The C behavioral model was used for BER simulations. It is a true cycle
based implementation offering the highest simulation speed. The decoder is
implemented
using integer arithmetic with identical precision and rounding algorithms
as the RTL model. The figure below shows the BER against SNR (signal to noise)
curves for both
"ideal" (D = 100 and floating point or swidth = 11 with modulo arithmetic
in the ACS unit) and Mentor core (D = 48 and swidth = 9 with normalization)
cases. The SNR degradation is about 0.15 dB.

The synthesized net list of the Viterbi decoder is simulated and the
gate level simulation results are compared with those form behavioral
simulation to verify the functionality of the synthesized hardware (i.e.,
no synthesis related errors were introduced and timing constraints are
met under target condition). After place and route, a transistor level
net list with parasitic capacitance can be extracted and final verification
could be done using Epic tools.
-
Technology
-
Technology used was 0.25 um with a good standard cell library from ST Microelectronics,
with six metal layers.
-
Design flow
-
Synthesis
-
Synthesis was performed assuming a cycle time of 15 us (effectively infinite)
-
Performance
-
A speed of 100 ksps was achieved at a clock speed of 1.6 MHz.
-
With the clock speed reduced to 1.6 MHz and supply voltage scaled down
to 0.8 V, the power was 0.14 mW (0.03 mW/mm2).
-
The signal degradation was 0.15 dB with the test data provided.
-
Cost
-
The final chip area was 4.00 mm2.
-
The Inventra Viterbi soft core costs $100,000 from Mentor.
-
Productivity and time to market
-
30 days design time: simulations 5 days, soft core design flow 10
days, software familiarity and debugging 15 days.

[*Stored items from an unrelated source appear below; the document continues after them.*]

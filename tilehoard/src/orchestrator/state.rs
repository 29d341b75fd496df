//! Run state machine and run-level errors.
//!
//! ```text
//! Planning --> Running --> Completed
//!                  \-----> Aborted(reason)
//! ```

use std::fmt;
use std::time::Duration;

use crate::coord::CoordError;
use crate::pool::PoolError;
use crate::store::StorageError;

/// Lifecycle of a download run.
#[derive(Debug, Clone, PartialEq)]
pub enum RunState {
    /// Expanding the region into tiles and checking what is already on disk.
    Planning,
    /// Workers are fetching.
    Running,
    /// Every queued tile has a result.
    Completed,
    /// Stopped early; tiles already written remain valid.
    Aborted(AbortReason),
}

impl fmt::Display for RunState {
    fn fmt(&self, f: &mut fmt::Formatter<'_>) -> fmt::Result {
        match self {
            RunState::Planning => write!(f, "planning"),
            RunState::Running => write!(f, "running"),
            RunState::Completed => write!(f, "completed"),
            RunState::Aborted(reason) => write!(f, "aborted ({})", reason),
        }
    }
}

/// Why a run stopped early.
#[derive(Debug, Clone, PartialEq)]
pub enum AbortReason {
    /// The failure ratio crossed the configured threshold.
    FailureRatio {
        failed: u64,
        finished: u64,
        threshold: f64,
    },
    /// No server became eligible within the wait timeout.
    ServerWaitTimeout { waited: Duration },
    /// Every storage write failed.
    StorageUnavailable { failures: u64 },
    /// The caller cancelled the run.
    Cancelled,
}

impl fmt::Display for AbortReason {
    fn fmt(&self, f: &mut fmt::Formatter<'_>) -> fmt::Result {
        match self {
            AbortReason::FailureRatio {
                failed,
                finished,
                threshold,
            } => write!(
                f,
                "{} of {} fetched tiles failed, above the {:.0}% limit",
                failed,
                finished,
                threshold * 100.0
            ),
            AbortReason::ServerWaitTimeout { waited } => write!(
                f,
                "no tile server available after waiting {:.1}s",
                waited.as_secs_f64()
            ),
            AbortReason::StorageUnavailable { failures } => {
                write!(f, "all {} tile writes failed", failures)
            }
            AbortReason::Cancelled => write!(f, "cancelled"),
        }
    }
}

/// Errors that prevent a run from starting or finishing.
#[derive(Debug)]
pub enum RunError {
    /// The region could not be expanded into tiles.
    Grid(CoordError),
    /// Planning could not inspect the output directory.
    Storage(StorageError),
    /// The server pool could not be built.
    Pool(PoolError),
    /// A worker or the producer task died.
    Internal(String),
}

impl fmt::Display for RunError {
    fn fmt(&self, f: &mut fmt::Formatter<'_>) -> fmt::Result {
        match self {
            RunError::Grid(e) => write!(f, "Failed to enumerate tiles: {}", e),
            RunError::Storage(e) => write!(f, "Storage error during planning: {}", e),
            RunError::Pool(e) => write!(f, "Server pool error: {}", e),
            RunError::Internal(msg) => write!(f, "Internal error: {}", msg),
        }
    }
}

impl std::error::Error for RunError {
    fn source(&self) -> Option<&(dyn std::error::Error + 'static)> {
        match self {
            RunError::Grid(e) => Some(e),
            RunError::Storage(e) => Some(e),
            RunError::Pool(e) => Some(e),
            RunError::Internal(_) => None,
        }
    }
}

impl From<CoordError> for RunError {
    fn from(e: CoordError) -> Self {
        RunError::Grid(e)
    }
}

impl From<StorageError> for RunError {
    fn from(e: StorageError) -> Self {
        RunError::Storage(e)
    }
}

impl From<PoolError> for RunError {
    fn from(e: PoolError) -> Self {
        RunError::Pool(e)
    }
}

#[cfg(test)]
mod tests {
    use super::*;

    #[test]
    fn test_state_display() {
        assert_eq!(RunState::Planning.to_string(), "planning");
        assert_eq!(RunState::Running.to_string(), "running");
        assert_eq!(RunState::Completed.to_string(), "completed");
    }

    #[test]
    fn test_abort_reason_display() {
        let reason = AbortReason::FailureRatio {
            failed: 30,
            finished: 50,
            threshold: 0.5,
        };
        assert_eq!(
            reason.to_string(),
            "30 of 50 fetched tiles failed, above the 50% limit"
        );
        assert_eq!(
            RunState::Aborted(AbortReason::Cancelled).to_string(),
            "aborted (cancelled)"
        );
    }

    #[test]
    fn test_run_error_source() {
        use std::error::Error;
        let err = RunError::from(PoolError::NoServers);
        assert!(err.source().is_some());
        assert_eq!(err.to_string(), "Server pool error: server pool has no servers");
    }
}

It is expected that
significantly more time would be required to integrate the soft core with
other components.
-
Portability: the Viterbi soft core is portable if SRAM generators
are available for different technologies.
-
Predictability: according to information on the Mentor
web site, the Viterbi core takes roughly 19,700 gates and can be clocked
at up to 75 MHz in 0.35 um technology, for a sample rate of 4.69 Msps.
In comparison, this implementation used 5,595 gates (about 35,000 gates
including SRAMs) and had a maximum clock speed of 60 MHz, with a sample
rate of 3.75 Msps. The lower clock speed is expected, as there was no significant
timing constraint allowing the design to be optimized for area and power
(a 66 kHZ clock speed was targeted in synthesis).
-
Comparison with original estimates
|
Homework 3
Estimation |
This
Project |
Discrepancy |
Performance |
58 Msps |
3.75 Msps |
The proposed architecture was fully parallel, offering an approximate
factor of 16 increase in speed |
Power |
15 uW |
50.6 mW |
The proposed circuit ran at 1.0 V instead of 2.5 V. |
Area |
2.5 mm2 |
4.0 mm2 |
A lot of area was spent in the floor planning for the 16 ACS unit SRAM's,
which we didn't expect. |
Design Time |
120
designer days |
30
designer days |
The soft core from Mentor sped up the design process considerably. |
-
Micro-architectural summary and breakdown of gates/area/power

III. Synopsys and Epic Power and Timing Analysis Results
Summary of back annotation methods
-
Parasitic Annotation
-
Capacitance per net was reported from the router (Silicon Ensemble) using
the report simcap command.
-
Design Compiler capacitance annotation script was generated using a Perl
script (capfilter.pl)
-
Switching Activity Annotation
-
Switching activity was measured from a 16000 cycle (1000 symbol) gate level
VHDL simulation
-
The -saiffile tsviterbi.saif option was used with vhdlsim
to cause the generation of a switching activity file
-
This SAIF file was filtered with a Perl script (saiffilter.pl)
-
The filtered SAIF file was input to Design Compiler with the command read_saif
-i tsviterbi.saif -unit ps
-
NOTES:
-
set special variable for this to work (find_ignore_case=true)
-
annotations are not hierarchical i.e. if a block which is
lower in the hierarchy is to be analyzed, it will have to be re-annotated.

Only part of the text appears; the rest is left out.